YOUR OBJECTIVE: Please write out, exactly, every line of the listing from its first line through the one that includes "of the event.".

------------------------------------

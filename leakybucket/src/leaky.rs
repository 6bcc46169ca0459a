//! The leaky bucket: per-scenario state machine that events are poured into.

use crate::{
    bucket_queue::BucketQueue,
    event::{Event, WireTimeError},
    overflow::{Overflow, OverflowSender, SinkClosed},
    rate_limiter::RateLimiter,
    time_source::{BucketMode, TimeSource},
};
use chrono::{DateTime, Utc};
use serde::{Deserialize, Serialize};
use std::{fmt, str::FromStr, sync::Arc};
use tracing::{debug, trace, warn};

/// Why an event was discarded without touching the bucket.
///
/// These are per-event problems: they are logged, and the stream carries on.
#[derive(Clone, Debug, PartialEq, thiserror::Error)]
pub enum DiscardReason {
    /// The event has no serialized timestamp.
    #[error("event has no serialized timestamp")]
    MissingTimestamp,
    /// The serialized timestamp is not in the wire format.
    #[error("failed to parse event time '{raw}': {source}")]
    TimestampParse {
        /// The value that failed to parse.
        raw: Box<str>,
        /// Parser error.
        source: WireTimeError,
    },
    /// The timestamp is older than the limiter's last evaluation, and the bucket rejects those.
    #[error("event time {at} is older than last evaluation {last}")]
    OutOfOrderTimestamp {
        /// Timestamp of the event.
        at: DateTime<Utc>,
        /// Last evaluation time of the limiter.
        last: DateTime<Utc>,
    },
}

/// Errors that stop a bucket from making progress.
#[derive(Debug, thiserror::Error)]
pub enum PourError {
    /// The overflow consumer is gone, so the overflow could not be delivered.
    #[error("overflow sink closed, lost overflow for scenario {scenario}")]
    OverflowSinkClosed {
        /// Scenario of the bucket.
        scenario: Arc<str>,
        /// The undelivered overflow.
        overflow: Box<Overflow>,
    },
    /// The bucket worker task has stopped.
    #[error("bucket worker has shut down")]
    WorkerGone,
}

/// Result of a pour.
#[derive(Clone, Debug, PartialEq)]
pub enum PourOutcome {
    /// The event fit the budget and was queued.
    Admitted,
    /// The event exceeded the budget. It was queued and the queue was emitted as an overflow.
    Overflowed,
    /// The event was dropped before reaching the bucket.
    Discarded(DiscardReason),
}

/// Lifecycle state of a bucket.
#[derive(Clone, Copy, Debug, Eq, PartialEq, Serialize)]
#[serde(rename_all = "snake_case")]
pub enum BucketState {
    /// Nothing poured yet.
    Empty,
    /// Events poured, no overflow yet.
    Filling,
    /// At least one overflow emitted.
    Overflowed,
}

/// What happens to the queue after an overflow has been emitted.
#[derive(Clone, Copy, Debug, Default, Deserialize, Eq, PartialEq)]
#[serde(rename_all = "kebab-case")]
pub enum OverflowPolicy {
    /// Keep the queue; later overflows re-emit everything queued since the start.
    #[default]
    Continue,
    /// Empty the queue; each overflow carries only events since the previous one.
    Reset,
}

impl FromStr for OverflowPolicy {
    type Err = String;

    fn from_str(s: &str) -> Result<Self, Self::Err> {
        match s.trim().to_ascii_lowercase().as_str() {
            "continue" => Ok(Self::Continue),
            "reset" => Ok(Self::Reset),
            other => Err(format!(
                "unknown overflow policy '{other}', expected 'continue' or 'reset'"
            )),
        }
    }
}

/// What happens to an event older than the limiter's last evaluation.
#[derive(Clone, Copy, Debug, Default, Deserialize, Eq, PartialEq)]
#[serde(rename_all = "kebab-case")]
pub enum OutOfOrderPolicy {
    /// Pour it as if no time had passed since the last evaluation.
    #[default]
    Clamp,
    /// Discard it with [`DiscardReason::OutOfOrderTimestamp`].
    Reject,
}

impl FromStr for OutOfOrderPolicy {
    type Err = String;

    fn from_str(s: &str) -> Result<Self, Self::Err> {
        match s.trim().to_ascii_lowercase().as_str() {
            "clamp" => Ok(Self::Clamp),
            "reject" => Ok(Self::Reject),
            other => Err(format!(
                "unknown out-of-order policy '{other}', expected 'clamp' or 'reject'"
            )),
        }
    }
}

/// Counters and timestamps of a bucket, for reporting.
#[derive(Clone, Debug, PartialEq, Serialize)]
pub struct BucketStats {
    /// Scenario name.
    pub scenario: Arc<str>,
    /// Lifecycle state.
    pub state: BucketState,
    /// Events poured, including the ones that overflowed.
    pub total_count: u64,
    /// Timestamp of the first pour.
    pub first_ts: Option<DateTime<Utc>>,
    /// Timestamp of the latest pour.
    pub last_ts: Option<DateTime<Utc>>,
    /// Timestamp of the latest overflow.
    pub overflow_ts: Option<DateTime<Utc>>,
    /// Events currently queued.
    pub queued: usize,
    /// Tokens left in the limiter.
    pub tokens: f64,
}

/// A leaky bucket for one scenario instance.
///
/// Each pour resolves a timestamp through the bucket's [`TimeSource`], updates the
/// counters, and asks the limiter for one token. Events that fit are queued; an event
/// that does not fit is queued too, and then a copy of the whole queue is sent as an
/// [`Overflow`].
///
/// `pour` takes `&mut self`, so a whole pour is one exclusive transition. Wrap the bucket
/// in a [`BucketWorker`](crate::BucketWorker) to feed it from another task.
#[derive(Debug)]
pub struct Leaky {
    name: Arc<str>,
    time_source: TimeSource,
    limiter: RateLimiter,
    queue: BucketQueue<Event>,
    overflow_policy: OverflowPolicy,
    out_of_order: OutOfOrderPolicy,
    total_count: u64,
    first_ts: Option<DateTime<Utc>>,
    last_ts: Option<DateTime<Utc>>,
    overflow_ts: Option<DateTime<Utc>>,
    output: OverflowSender,
}

impl Leaky {
    /// Assemble a bucket. Usually called through [`BucketFactory`](crate::BucketFactory).
    pub fn new(
        name: impl Into<Arc<str>>,
        time_source: TimeSource,
        limiter: RateLimiter,
        queue: BucketQueue<Event>,
        output: OverflowSender,
    ) -> Self {
        Self {
            name: name.into(),
            time_source,
            limiter,
            queue,
            overflow_policy: Default::default(),
            out_of_order: Default::default(),
            total_count: 0,
            first_ts: None,
            last_ts: None,
            overflow_ts: None,
            output,
        }
    }

    /// Set the post-overflow policy.
    pub fn with_overflow_policy(mut self, policy: OverflowPolicy) -> Self {
        self.overflow_policy = policy;
        self
    }

    /// Set the out-of-order timestamp policy.
    pub fn with_out_of_order_policy(mut self, policy: OutOfOrderPolicy) -> Self {
        self.out_of_order = policy;
        self
    }

    /// Pour one event into the bucket.
    ///
    /// Returns the outcome for this event. Only a failure to deliver an overflow is an error;
    /// it is fatal for the bucket, since a lost overflow is a lost alert.
    pub async fn pour(&mut self, event: Event) -> Result<PourOutcome, PourError> {
        let at = match self.admission_time(&event) {
            Ok(at) => at,
            Err(reason) => {
                warn!(
                    evt_type = event.evt_type(),
                    evt_src = event.evt_src(),
                    scenario = %self.name,
                    "Event cannot be poured to scenario: {reason}"
                );
                return Ok(PourOutcome::Discarded(reason));
            }
        };

        self.total_count += 1;
        if self.first_ts.is_none() {
            debug!(scenario = %self.name, "First event, bucket creation time: {at}");
            self.first_ts = Some(at);
        }
        self.last_ts = Some(at);

        if self.limiter.allow(at) {
            trace!(
                scenario = %self.name,
                "Pouring event at {at} (tokens: {})",
                self.limiter.tokens()
            );
            self.queue.push_back(event);
            return Ok(PourOutcome::Admitted);
        }

        self.overflow_ts = Some(at);
        debug!(scenario = %self.name, "Bucket overflow at {at}");
        self.queue.push_back(event);

        let overflow = Overflow {
            scenario: self.name.clone(),
            first_ts: self.first_ts.unwrap_or(at),
            overflow_ts: at,
            total_count: self.total_count,
            events: self.queue.to_vec(),
        };
        if self.overflow_policy == OverflowPolicy::Reset {
            self.queue.clear();
        }

        self.output
            .send(overflow)
            .await
            .map_err(|SinkClosed(overflow)| PourError::OverflowSinkClosed {
                scenario: self.name.clone(),
                overflow: Box::new(overflow),
            })?;

        Ok(PourOutcome::Overflowed)
    }

    fn admission_time(&self, event: &Event) -> Result<DateTime<Utc>, DiscardReason> {
        let at = self.time_source.timestamp_for(event)?;
        if self.out_of_order == OutOfOrderPolicy::Reject
            && let Some(last) = self.limiter.last()
            && at < last
        {
            return Err(DiscardReason::OutOfOrderTimestamp { at, last });
        }
        Ok(at)
    }

    /// Scenario name.
    pub fn name(&self) -> &str {
        &self.name
    }

    /// Pour strategy this bucket is bound to.
    pub fn mode(&self) -> BucketMode {
        self.time_source.mode()
    }

    /// Number of events that reached the counting step.
    pub fn total_count(&self) -> u64 {
        self.total_count
    }

    /// Timestamp of the first pour.
    pub fn first_ts(&self) -> Option<DateTime<Utc>> {
        self.first_ts
    }

    /// Timestamp of the latest pour.
    pub fn last_ts(&self) -> Option<DateTime<Utc>> {
        self.last_ts
    }

    /// Timestamp of the latest overflow.
    pub fn overflow_ts(&self) -> Option<DateTime<Utc>> {
        self.overflow_ts
    }

    /// Queued events.
    pub fn queue(&self) -> &BucketQueue<Event> {
        &self.queue
    }

    /// The bucket's limiter, for inspection.
    pub fn limiter(&self) -> &RateLimiter {
        &self.limiter
    }

    /// Lifecycle state.
    pub fn state(&self) -> BucketState {
        if self.overflow_ts.is_some() {
            BucketState::Overflowed
        } else if self.first_ts.is_some() {
            BucketState::Filling
        } else {
            BucketState::Empty
        }
    }

    /// Snapshot of counters and timestamps.
    pub fn stats(&self) -> BucketStats {
        BucketStats {
            scenario: self.name.clone(),
            state: self.state(),
            total_count: self.total_count,
            first_ts: self.first_ts,
            last_ts: self.last_ts,
            overflow_ts: self.overflow_ts,
            queued: self.queue.len(),
            tokens: self.limiter.tokens(),
        }
    }
}

impl fmt::Display for BucketState {
    fn fmt(&self, f: &mut fmt::Formatter<'_>) -> fmt::Result {
        match self {
            Self::Empty => write!(f, "empty"),
            Self::Filling => write!(f, "filling"),
            Self::Overflowed => write!(f, "overflowed"),
        }
    }
}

------------------------------------

ANSWER BELOW:
filename leakybucket/src/leaky.rs
repository 6bcc46169ca0459a
//! The leaky bucket: per-scenario state machine that events are poured into.

use crate::{
    bucket_queue::BucketQueue,
    event::{Event, WireTimeError},
    overflow::{Overflow, OverflowSender, SinkClosed},
    rate_limiter::RateLimiter,
    time_source::{BucketMode, TimeSource},
};
use chrono::{DateTime, Utc};
use serde::{Deserialize, Serialize};
use std::{fmt, str::FromStr, sync::Arc};
use tracing::{debug, trace, warn};

/// Why an event was discarded without touching the bucket.
///
/// These are per-event problems: they are logged, and the stream carries on.
#[derive(Clone, Debug, PartialEq, thiserror::Error)]
pub enum DiscardReason {
    /// The event has no serialized timestamp.
    #[error("event has no serialized timestamp")]
    MissingTimestamp,
    /// The serialized timestamp is not in the wire format.
    #[error("failed to parse event time '{raw}': {source}")]
    TimestampParse {
        /// The value that failed to parse.
        raw: Box<str>,
        /// Parser error.
        source: WireTimeError,
    },
    /// The timestamp is older than the limiter's last evaluation, and the bucket rejects those.
    #[error("event time {at} is older than last evaluation {last}")]
    OutOfOrderTimestamp {
        /// Timestamp of the event.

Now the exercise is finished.